Activity: Using the records below, locate all lines containing "static" and return them.

[Supplied data — start]

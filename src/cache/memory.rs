//! In-memory bucket store

use crate::cache::storage::{BucketInfo, CacheEntry, CacheStorage};
use crate::clock::{Clock, SystemClock};
use crate::error::{OffgridError, OffgridResult};
use crate::http::{CacheKey, Response};
use async_trait::async_trait;
use chrono::{DateTime, Utc};
use std::collections::BTreeMap;
use std::sync::Arc;
use tokio::sync::RwLock;
use tracing::debug;

#[derive(Debug)]
struct Bucket {
    name: String,
    entries: BTreeMap<CacheKey, CacheEntry>,
    created_at: DateTime<Utc>,
}

impl Bucket {
    fn new(name: &str, created_at: DateTime<Utc>) -> Self {
        Self {
            name: name.to_string(),
            entries: BTreeMap::new(),
            created_at,
        }
    }

    fn size(&self) -> usize {
        self.entries.values().map(|e| e.size).sum()
    }
}

/// Buckets held in process memory, in creation order
pub struct MemoryStorage {
    buckets: RwLock<Vec<Bucket>>,
    clock: Arc<dyn Clock>,
}

impl MemoryStorage {
    pub fn new() -> Self {
        Self::with_clock(Arc::new(SystemClock))
    }

    pub fn with_clock(clock: Arc<dyn Clock>) -> Self {
        Self {
            buckets: RwLock::new(Vec::new()),
            clock,
        }
    }
}

impl Default for MemoryStorage {
    fn default() -> Self {
        Self::new()
    }
}

#[async_trait]
impl CacheStorage for MemoryStorage {
    async fn open(&self, bucket: &str) -> OffgridResult<()> {
        let mut buckets = self.buckets.write().await;
        if !buckets.iter().any(|b| b.name == bucket) {
            debug!("Creating bucket {}", bucket);
            buckets.push(Bucket::new(bucket, self.clock.now()));
        }
        Ok(())
    }

    async fn put(&self, bucket: &str, key: CacheKey, response: Response) -> OffgridResult<()> {
        let now = self.clock.now();
        let mut buckets = self.buckets.write().await;

        let index = match buckets.iter().position(|b| b.name == bucket) {
            Some(index) => index,
            None => {
                buckets.push(Bucket::new(bucket, now));
                buckets.len() - 1
            }
        };

        let entry = CacheEntry::new(key.clone(), response, now);
        buckets[index].entries.insert(key, entry);
        Ok(())
    }

    async fn match_in(&self, bucket: &str, key: &CacheKey) -> OffgridResult<Option<Response>> {
        let buckets = self.buckets.read().await;
        Ok(buckets
            .iter()
            .find(|b| b.name == bucket)
            .and_then(|b| b.entries.get(key))
            .map(|e| e.response.clone()))
    }

    async fn match_any(&self, key: &CacheKey) -> OffgridResult<Option<Response>> {
        let buckets = self.buckets.read().await;
        Ok(buckets
            .iter()
            .find_map(|b| b.entries.get(key))
            .map(|e| e.response.clone()))
    }

    async fn keys(&self) -> OffgridResult<Vec<String>> {
        let buckets = self.buckets.read().await;
        Ok(buckets.iter().map(|b| b.name.clone()).collect())
    }

    async fn delete(&self, bucket: &str) -> OffgridResult<bool> {
        let mut buckets = self.buckets.write().await;
        let before = buckets.len();
        buckets.retain(|b| b.name != bucket);
        Ok(buckets.len() != before)
    }

    async fn entries(&self, bucket: &str) -> OffgridResult<Vec<CacheEntry>> {
        let buckets = self.buckets.read().await;
        buckets
            .iter()
            .find(|b| b.name == bucket)
            .map(|b| b.entries.values().cloned().collect())
            .ok_or_else(|| OffgridError::BucketNotFound(bucket.to_string()))
    }

    async fn describe(&self) -> OffgridResult<Vec<BucketInfo>> {
        let buckets = self.buckets.read().await;
        Ok(buckets
            .iter()
            .map(|b| BucketInfo {
                name: b.name.clone(),
                entries: b.entries.len(),
                size_bytes: b.size(),
                created_at: b.created_at,
            })
            .collect())
    }
}

#[cfg(test)]
mod tests {
    use super::*;
    use crate::http::Method;

    fn key(path: &str) -> CacheKey {
        CacheKey::new(Method::Get, &format!("http://localhost:5000{}", path))
    }

    #[tokio::test]
    async fn open_is_idempotent() {
        let storage = MemoryStorage::new();
        storage.open("a").await.unwrap();
        storage.open("a").await.unwrap();
        assert_eq!(storage.keys().await.unwrap(), vec!["a"]);
    }

    #[tokio::test]
    async fn put_creates_bucket_lazily() {
        let storage = MemoryStorage::new();
        storage
            .put("runtime", key("/static/a.css"), Response::new(200))
            .await
            .unwrap();

        assert_eq!(storage.keys().await.unwrap(), vec!["runtime"]);
        let hit = storage.match_in("runtime", &key("/static/a.css")).await.unwrap();
        assert_eq!(hit.map(|r| r.status), Some(200));
    }

    #[tokio::test]
    async fn put_overwrites_same_key() {
        let storage = MemoryStorage::new();
        storage
            .put("b", key("/x"), Response::new(200).with_body("old"))
            .await
            .unwrap();
        storage
            .put("b", key("/x"), Response::new(200).with_body("new"))
            .await
            .unwrap();

        let entries = storage.entries("b").await.unwrap();
        assert_eq!(entries.len(), 1);
        assert_eq!(entries[0].response.text(), "new");
        assert_eq!(entries[0].size, 3);
    }

    #[tokio::test]
    async fn match_any_searches_in_creation_order() {
        let storage = MemoryStorage::new();
        storage
            .put("first", key("/x"), Response::new(200).with_body("first"))
            .await
            .unwrap();
        storage
            .put("second", key("/x"), Response::new(200).with_body("second"))
            .await
            .unwrap();

        let hit = storage.match_any(&key("/x")).await.unwrap().unwrap();
        assert_eq!(hit.text(), "first");
        assert!(storage.match_any(&key("/missing")).await.unwrap().is_none());
    }

    #[tokio::test]
    async fn delete_removes_entries() {
        let storage = MemoryStorage::new();
        storage.put("old", key("/x"), Response::new(200)).await.unwrap();

        assert!(storage.delete("old").await.unwrap());
        assert!(!storage.delete("old").await.unwrap());
        assert!(storage.match_any(&key("/x")).await.unwrap().is_none());
        assert!(matches!(
            storage.entries("old").await,
            Err(OffgridError::BucketNotFound(_))
        ));
    }

    #[tokio::test]
    async fn describe_reports_sizes() {
        let storage = MemoryStorage::new();
        storage
            .put("b", key("/a"), Response::new(200).with_body("12345"))
            .await
            .unwrap();
        storage
            .put("b", key("/b"), Response::new(200).with_body("678"))
            .await
            .unwrap();

        let info = storage.describe().await.unwrap();
        assert_eq!(info.len(), 1);
        assert_eq!(info[0].entries, 2);
        assert_eq!(info[0].size_bytes, 8);
    }
}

[Supplied data — finish]

Solution to the exercise:
            .put("runtime", key("/static/a.css"), Response::new(200))
        let hit = storage.match_in("runtime", &key("/static/a.css")).await.unwrap();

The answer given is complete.